We spent one afternoon at the German colony Entre Rios. The landscape was transformed with a stroke -- waving wheat fields, orderly juicy green pastures with black and white cows -- a piece of Germany. The contrast with the barely cultivated land we were used to was so great that we began to vehemently debate about why Brazilians don't manage to do the same. I think that the Brazilian fazendeiro's relationship to the earth is different from a German's. The German farmer cherishes and cultivates his land, which becomes the embodiment of his home. The fazendeiro is more an administrator of property, from which he exacts the greatest profit with the least effort, than a farmer. The intensive cultivation of a small piece of land doesn't interest him. He operates an extensive cattle business or plants one crop over a huge area until the land is exhausted (sugarcane, tobacco, coffee). Historically this is understandable. The Portuguese came as adventurers and merchants and not as land-hungry farmers. Their strength lay in exploring the interior, not in cultivating the discovered. Nor did the nomadic Indian tribes contribute to the creation of the farming ethic. They lived from hunting and fishing, burned out clearings here and there in the jungle in order to plant manioca, corn and tobacco, then abandoned the exhausted land. The present day jungle burning and the lack of fertilizer is reminiscent of those methods.
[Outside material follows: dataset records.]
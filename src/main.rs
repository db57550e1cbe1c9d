// ==========================================
// Roster import - CLI entry point
// ==========================================
// build-schema | import-data | report-stats | inspect-source | run-all (default)
// Exit codes: 0 ok, 2 configuration, 3 source access, 1 other
// ==========================================

use clap::{Parser, Subcommand};
use roster_import::domain::RunReport;
use roster_import::importer::sheet_source::open_source;
use roster_import::importer::{
    inspect_source, ImportError, ImportPipeline, ImportResult, SourceInspection,
};
use roster_import::repository::{RecordStore, StatsRepository, StoreStats};
use roster_import::{logging, ImportConfig};
use std::path::PathBuf;
use std::process::ExitCode;
use tracing::{error, info};

#[derive(Parser)]
#[command(name = "roster-import")]
#[command(about = "Import the electoral staff roster spreadsheet into SQLite")]
#[command(version)]
struct Cli {
    #[command(subcommand)]
    command: Option<Commands>,

    /// Configuration file (default: ./roster_import.toml, then the user config dir)
    #[arg(long, global = true)]
    config: Option<PathBuf>,

    /// Database file, overrides the configuration and ROSTER_IMPORT_DB_PATH
    #[arg(long, global = true)]
    db: Option<PathBuf>,

    /// Print reports as JSON on stdout
    #[arg(long, global = true)]
    json: bool,

    /// Emit logs as JSON lines on stderr
    #[arg(long, global = true)]
    log_json: bool,
}

#[derive(Subcommand, Clone, Copy, PartialEq, Eq)]
enum Commands {
    /// Create tables and views (safe to repeat)
    BuildSchema,
    /// Import every sheet into an existing schema
    ImportData,
    /// Row counts per table and urban/rural split
    ReportStats,
    /// Sheets, headers, row counts and missing columns of the source (read-only)
    InspectSource,
    /// build-schema, import-data, report-stats
    RunAll,
}

fn main() -> ExitCode {
    let cli = Cli::parse();
    if cli.log_json {
        logging::init_json();
    } else {
        logging::init();
    }

    match run(&cli) {
        Ok(()) => ExitCode::SUCCESS,
        Err(e) => {
            error!(error = %e, "run aborted");
            eprintln!("error: {}", e);
            ExitCode::from(e.exit_code() as u8)
        }
    }
}

fn run(cli: &Cli) -> ImportResult<()> {
    let command = cli.command.unwrap_or(Commands::RunAll);
    info!(version = roster_import::VERSION, "{} starting", roster_import::APP_NAME);

    match command {
        Commands::BuildSchema => {
            let config = load_config(cli, false)?;
            let store = RecordStore::open(&config.database.path)?;
            store.build_schema()?;
            let version = store.schema_version()?;
            if cli.json {
                print_json(&serde_json::json!({
                    "database": config.database.path,
                    "schema_version": version,
                }))?;
            } else {
                println!(
                    "Schema ready (version {}): {}",
                    version.unwrap_or_default(),
                    config.database.path.display()
                );
            }
        }
        Commands::ImportData => {
            let config = load_config(cli, true)?;
            let store = RecordStore::open(&config.database.path)?;
            let report = import(&store, &config)?;
            if cli.json {
                print_json(&report)?;
            } else {
                print_run_report(&report);
            }
        }
        Commands::ReportStats => {
            let config = load_config(cli, false)?;
            let store = RecordStore::open(&config.database.path)?;
            let stats = collect_stats(&store)?;
            if cli.json {
                print_json(&stats)?;
            } else {
                print_stats(&stats);
            }
        }
        Commands::InspectSource => {
            let config = load_config(cli, true)?;
            let mut source = open_source(&config.source)?;
            let inspection = inspect_source(source.as_mut(), &config)?;
            if cli.json {
                print_json(&inspection)?;
            } else {
                print_inspection(&inspection);
            }
        }
        Commands::RunAll => {
            let config = load_config(cli, true)?;
            let store = RecordStore::open(&config.database.path)?;
            store.build_schema()?;
            let report = import(&store, &config)?;
            let stats = collect_stats(&store)?;
            if cli.json {
                print_json(&serde_json::json!({ "report": report, "stats": stats }))?;
            } else {
                print_run_report(&report);
                println!();
                print_stats(&stats);
            }
        }
    }
    Ok(())
}

/// Commands that never touch the source fall back to defaults when no file exists
fn load_config(cli: &Cli, require_file: bool) -> ImportResult<ImportConfig> {
    let mut config =
        ImportConfig::load_or_defaults(ImportConfig::locate(cli.config.as_deref()), require_file)?;
    if let Some(db) = &cli.db {
        config.database.path = db.clone();
    }
    Ok(config)
}

fn import(store: &RecordStore, config: &ImportConfig) -> ImportResult<RunReport> {
    let mut source = open_source(&config.source)?;
    ImportPipeline::new(store, config).run(source.as_mut())
}

fn collect_stats(store: &RecordStore) -> ImportResult<StoreStats> {
    store.ensure_schema()?;
    Ok(StatsRepository::from_connection(store.connection()).collect()?)
}

fn print_json<T: serde::Serialize>(value: &T) -> ImportResult<()> {
    let text = serde_json::to_string_pretty(value)
        .map_err(|e| ImportError::Other(anyhow::Error::new(e)))?;
    println!("{}", text);
    Ok(())
}

fn print_run_report(report: &RunReport) {
    println!("Import run {}", report.run_id);
    println!(
        "{:<16} {:<22} {:>6} {:>6} {:>6} {:>6} {:>6} {:>6} {:>6}",
        "entity", "sheet", "read", "ins", "upd", "skip", "err", "drop", "dup"
    );
    for r in &report.entities {
        println!(
            "{:<16} {:<22} {:>6} {:>6} {:>6} {:>6} {:>6} {:>6} {:>6}",
            r.entity.to_string(),
            r.sheet,
            r.rows_read,
            r.inserted,
            r.updated,
            r.skipped,
            r.errors,
            r.dropped,
            r.duplicates
        );
    }
    let t = report.totals();
    println!(
        "{:<16} {:<22} {:>6} {:>6} {:>6} {:>6} {:>6} {:>6} {:>6}",
        "TOTAL", "", t.rows_read, t.inserted, t.updated, t.skipped, t.errors, t.dropped, t.duplicates
    );

    for r in report.entities.iter().filter(|r| !r.issues.is_empty()) {
        println!();
        println!("{} ({}):", r.entity, r.sheet);
        for issue in &r.issues {
            println!(
                "  row {:>5}  {:<9} {}",
                issue.row_number,
                format!("{:?}", issue.level).to_lowercase(),
                issue.message
            );
        }
    }
}

fn print_stats(stats: &StoreStats) {
    println!(
        "Store statistics (schema version {})",
        stats
            .schema_version
            .map(|v| v.to_string())
            .unwrap_or_else(|| "unknown".to_string())
    );
    for table in &stats.tables {
        println!("  {:<16} {:>8}", table.entity.to_string(), table.rows);
    }
    println!("  {:<16} {:>8}", "total", stats.total_rows());
    println!(
        "  operators: {} urban / {} rural",
        stats.operators_by_area.urban, stats.operators_by_area.rural
    );
    println!(
        "  notaries:  {} urban / {} rural",
        stats.notaries_by_area.urban, stats.notaries_by_area.rural
    );
}

fn print_inspection(inspection: &SourceInspection) {
    println!("Source: {}", inspection.source);
    println!("Sheets: {}", inspection.sheets.join(", "));
    println!();
    println!("{:<16} {:<22} {:>6}  {}", "entity", "sheet", "rows", "status");
    for sheet in &inspection.entities {
        let status = if !sheet.present {
            "MISSING SHEET".to_string()
        } else if sheet.missing_columns.is_empty() {
            "ok".to_string()
        } else {
            format!("missing columns: {}", sheet.missing_columns.join(", "))
        };
        println!(
            "{:<16} {:<22} {:>6}  {}",
            sheet.entity.to_string(),
            sheet.sheet,
            sheet.rows,
            status
        );
        if sheet.present {
            println!("{:<16} headers: {}", "", sheet.headers.join(", "));
        }
        if !sheet.missing_optional.is_empty() {
            println!("{:<16} unscoped, no: {}", "", sheet.missing_optional.join(", "));
        }
    }
    println!();
    println!(
        "{}",
        if inspection.is_ready() {
            "Source is ready to import"
        } else {
            "Source is NOT ready to import"
        }
    );
}
// ==========================================
// Roster import - repository error type
// ==========================================
// Constraint violations are row-level: the converter logs them and
// moves on. Everything else aborts the run.
// ==========================================

use rusqlite::ErrorCode;
use thiserror::Error;

#[derive(Error, Debug)]
pub enum RepositoryError {
    // ===== row-level (constraint) errors =====
    #[error("unique constraint violated: {0}")]
    UniqueConstraintViolation(String),

    #[error("foreign key constraint violated: {0}")]
    ForeignKeyViolation(String),

    #[error("constraint violated: {0}")]
    ConstraintViolation(String),

    // ===== run-level errors =====
    #[error("database connection failed: {0}")]
    DatabaseConnectionError(String),

    #[error("database lock failed: {0}")]
    LockError(String),

    #[error("database query failed: {0}")]
    DatabaseQueryError(String),

    #[error("schema missing tables: {} (run build-schema first)", .tables.join(", "))]
    SchemaMissing { tables: Vec<String> },

    #[error("invalid record for {table}: {message}")]
    InvalidRecord { table: String, message: String },

    #[error("io error: {0}")]
    Io(#[from] std::io::Error),

    #[error(transparent)]
    Other(#[from] anyhow::Error),
}

impl RepositoryError {
    /// True when only the current row is affected and the batch may continue
    pub fn is_row_level(&self) -> bool {
        matches!(
            self,
            RepositoryError::UniqueConstraintViolation(_)
                | RepositoryError::ForeignKeyViolation(_)
                | RepositoryError::ConstraintViolation(_)
        )
    }
}

impl From<rusqlite::Error> for RepositoryError {
    fn from(err: rusqlite::Error) -> Self {
        match err {
            rusqlite::Error::SqliteFailure(ffi_err, msg) => {
                let msg = msg.unwrap_or_else(|| ffi_err.to_string());
                match ffi_err.code {
                    ErrorCode::ConstraintViolation => {
                        if msg.contains("UNIQUE") {
                            RepositoryError::UniqueConstraintViolation(msg)
                        } else if msg.contains("FOREIGN KEY") {
                            RepositoryError::ForeignKeyViolation(msg)
                        } else {
                            RepositoryError::ConstraintViolation(msg)
                        }
                    }
                    ErrorCode::CannotOpen
                    | ErrorCode::NotADatabase
                    | ErrorCode::DatabaseCorrupt
                    | ErrorCode::PermissionDenied
                    | ErrorCode::ReadOnly
                    | ErrorCode::SystemIoFailure => RepositoryError::DatabaseConnectionError(msg),
                    _ => RepositoryError::DatabaseQueryError(msg),
                }
            }
            _ => RepositoryError::DatabaseQueryError(err.to_string()),
        }
    }
}

/// Result alias
pub type RepositoryResult<T> = Result<T, RepositoryError>;

#[cfg(test)]
mod tests {
    use super::*;
    use rusqlite::Connection;

    #[test]
    fn test_unique_violation_is_row_level() {
        let conn = Connection::open_in_memory().unwrap();
        conn.execute_batch("CREATE TABLE t (name TEXT UNIQUE); INSERT INTO t VALUES ('a');")
            .unwrap();
        let err: RepositoryError = conn
            .execute("INSERT INTO t VALUES ('a')", [])
            .unwrap_err()
            .into();
        assert!(matches!(err, RepositoryError::UniqueConstraintViolation(_)));
        assert!(err.is_row_level());
    }

    #[test]
    fn test_not_null_violation_is_row_level() {
        let conn = Connection::open_in_memory().unwrap();
        conn.execute_batch("CREATE TABLE t (name TEXT NOT NULL);").unwrap();
        let err: RepositoryError = conn
            .execute("INSERT INTO t VALUES (NULL)", [])
            .unwrap_err()
            .into();
        assert!(matches!(err, RepositoryError::ConstraintViolation(_)));
        assert!(err.is_row_level());
    }

    #[test]
    fn test_missing_table_is_run_level() {
        let conn = Connection::open_in_memory().unwrap();
        let err: RepositoryError = conn
            .execute("INSERT INTO nope VALUES (1)", [])
            .unwrap_err()
            .into();
        assert!(!err.is_row_level());
    }
}
// ==========================================
// Roster import - domain layer
// ==========================================

pub mod report;
pub mod types;

pub use report::{ConversionReport, IssueLevel, RowIssue, RunReport, RunTotals, SkipReason};
pub use types::{AreaType, EntityKind, UpsertAction};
But back to the German colonists. The majority of them came from Banat (Yugoslavia), the so-called Danube Germans. After the Second World War they fled and the Swiss foreign aid organizations gave them a few acres of land in Brazil, some cows and a little money. They started with practically nothing, planted wheat (rare in Brazil) and many have become so rich that they are overwhelmed by their steadily growing lands and income. These Danube Germans hold Brazilian citizenship but speak faltering Portuguese and are very anxious to preserve the heritage of their forefathers.
As with so many German immigrants they identify with a Germany which no longer exists, sing folk-songs which we would call sentimental and talk about a Germany in which it is impossible to be free. The Germany of the nineteenth century and the world depression have been spiritually mummified here.